### Assigned task
Scan the listing for "represents" and copy out each line that has it.
· · ·
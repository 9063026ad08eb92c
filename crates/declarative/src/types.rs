//! Core types for declarative resource management

use serde::{Deserialize, Serialize};
use serde_json::Value;
use std::collections::BTreeMap;

/// Persisted record of one resource instance
///
/// Holds the identifier assigned by `create` plus every attribute, both
/// declared inputs and computed outputs. The host persists this between
/// runs; resources read and write it through the lifecycle operations.
#[derive(Debug, Clone, Default, PartialEq, Serialize, Deserialize)]
pub struct ResourceData {
    #[serde(default, skip_serializing_if = "Option::is_none")]
    id: Option<String>,
    #[serde(default)]
    attributes: BTreeMap<String, Value>,
}

impl ResourceData {
    /// Create an empty record with no id
    pub fn new() -> Self {
        Self::default()
    }

    /// Builder-style attribute setter
    pub fn with_attribute(mut self, key: impl Into<String>, value: impl Into<Value>) -> Self {
        self.set(key, value);
        self
    }

    /// The persisted identifier, if the resource exists
    pub fn id(&self) -> Option<&str> {
        self.id.as_deref()
    }

    /// Whether an identifier is set
    pub fn has_id(&self) -> bool {
        self.id.is_some()
    }

    /// Set the identifier; an empty string clears it
    pub fn set_id(&mut self, id: impl Into<String>) {
        let id = id.into();
        self.id = if id.is_empty() { None } else { Some(id) };
    }

    /// Clear the identifier, marking the resource absent
    pub fn clear_id(&mut self) {
        self.id = None;
    }

    pub fn get(&self, key: &str) -> Option<&Value> {
        self.attributes.get(key)
    }

    /// Get a string attribute
    pub fn get_str(&self, key: &str) -> Option<&str> {
        self.attributes.get(key).and_then(Value::as_str)
    }

    pub fn set(&mut self, key: impl Into<String>, value: impl Into<Value>) {
        self.attributes.insert(key.into(), value.into());
    }

    /// Remove an attribute so it is absent rather than null
    pub fn remove(&mut self, key: &str) -> Option<Value> {
        self.attributes.remove(key)
    }

    pub fn attributes(&self) -> &BTreeMap<String, Value> {
        &self.attributes
    }
}

/// Result of applying a change to a resource
#[derive(Debug, Clone, PartialEq, Eq, Serialize, Deserialize)]
pub enum ApplyResult {
    /// Persisted state still matches
    NoChange,
    /// Resource was created
    Created,
    /// Resource was deleted and created again
    Replaced,
    /// Resource was removed
    Removed,
    /// Apply failed
    Failed { error: String },
    /// Apply was skipped
    Skipped { reason: String },
}

impl ApplyResult {
    /// Check if the result represents success (no failure)
    pub fn is_success(&self) -> bool {
        !matches!(self, Self::Failed { .. })
    }

    /// Check if the result represents a change
    pub fn is_change(&self) -> bool {
        matches!(self, Self::Created | Self::Replaced | Self::Removed)
    }
}

/// Summary of execution results
#[derive(Debug, Clone, Default, PartialEq, Eq, Serialize, Deserialize)]
pub struct ExecuteSummary {
    pub created: usize,
    pub replaced: usize,
    pub removed: usize,
    pub skipped: usize,
    pub failed: usize,
    pub no_change: usize,
}

impl ExecuteSummary {
    /// Total number of actual changes made
    pub fn total_changes(&self) -> usize {
        self.created + self.replaced + self.removed
    }

    /// Check if execution was fully successful (no failures)
    pub fn is_success(&self) -> bool {
        self.failed == 0
    }

    /// Total number of resources processed
    pub fn total(&self) -> usize {
        self.created + self.replaced + self.removed + self.skipped + self.failed + self.no_change
    }

    /// Merge another summary into this one
    pub fn merge(&mut self, other: &ExecuteSummary) {
        self.created += other.created;
        self.replaced += other.replaced;
        self.removed += other.removed;
        self.skipped += other.skipped;
        self.failed += other.failed;
        self.no_change += other.no_change;
    }

    /// Add a result to the summary
    pub fn add_result(&mut self, result: &ApplyResult) {
        match result {
            ApplyResult::NoChange => self.no_change += 1,
            ApplyResult::Created => self.created += 1,
            ApplyResult::Replaced => self.replaced += 1,
            ApplyResult::Removed => self.removed += 1,
            ApplyResult::Failed { .. } => self.failed += 1,
            ApplyResult::Skipped { .. } => self.skipped += 1,
        }
    }
}

/// Options for execution
#[derive(Debug, Clone)]
pub struct ExecuteOptions {
    /// Check for drift but don't create, replace or delete anything
    pub dry_run: bool,
    /// Stop at the first failing resource and return its error
    pub fail_fast: bool,
    /// Verbose output
    pub verbose: bool,
}

impl Default for ExecuteOptions {
    fn default() -> Self {
        Self {
            dry_run: false,
            fail_fast: true,
            verbose: false,
        }
    }
}

#[cfg(test)]
mod tests {
    use super::*;
    use serde_json::json;

    #[test]
    fn test_set_id_empty_clears() {
        let mut data = ResourceData::new();
        data.set_id("abc");
        assert_eq!(data.id(), Some("abc"));
        data.set_id("");
        assert!(!data.has_id());
    }

    #[test]
    fn test_removed_attribute_is_absent() {
        let mut data = ResourceData::new().with_attribute("json_output", json!({"a": 1}));
        data.remove("json_output");
        assert!(data.get("json_output").is_none());
        assert!(data.attributes().is_empty());
    }

    #[test]
    fn test_serialization_skips_missing_id() {
        let data = ResourceData::new().with_attribute("command", "echo hi");
        let value = serde_json::to_value(&data).unwrap();
        assert_eq!(value, json!({"attributes": {"command": "echo hi"}}));

        let back: ResourceData = serde_json::from_value(value).unwrap();
        assert_eq!(back, data);
    }

    #[test]
    fn test_summary_counts() {
        let mut summary = ExecuteSummary::default();
        summary.add_result(&ApplyResult::Created);
        summary.add_result(&ApplyResult::Replaced);
        summary.add_result(&ApplyResult::NoChange);
        summary.add_result(&ApplyResult::Failed {
            error: "boom".into(),
        });

        assert_eq!(summary.total_changes(), 2);
        assert_eq!(summary.total(), 4);
        assert!(!summary.is_success());
    }
}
· · ·
### Answer section
    /// Check if the result represents success (no failure)
    /// Check if the result represents a change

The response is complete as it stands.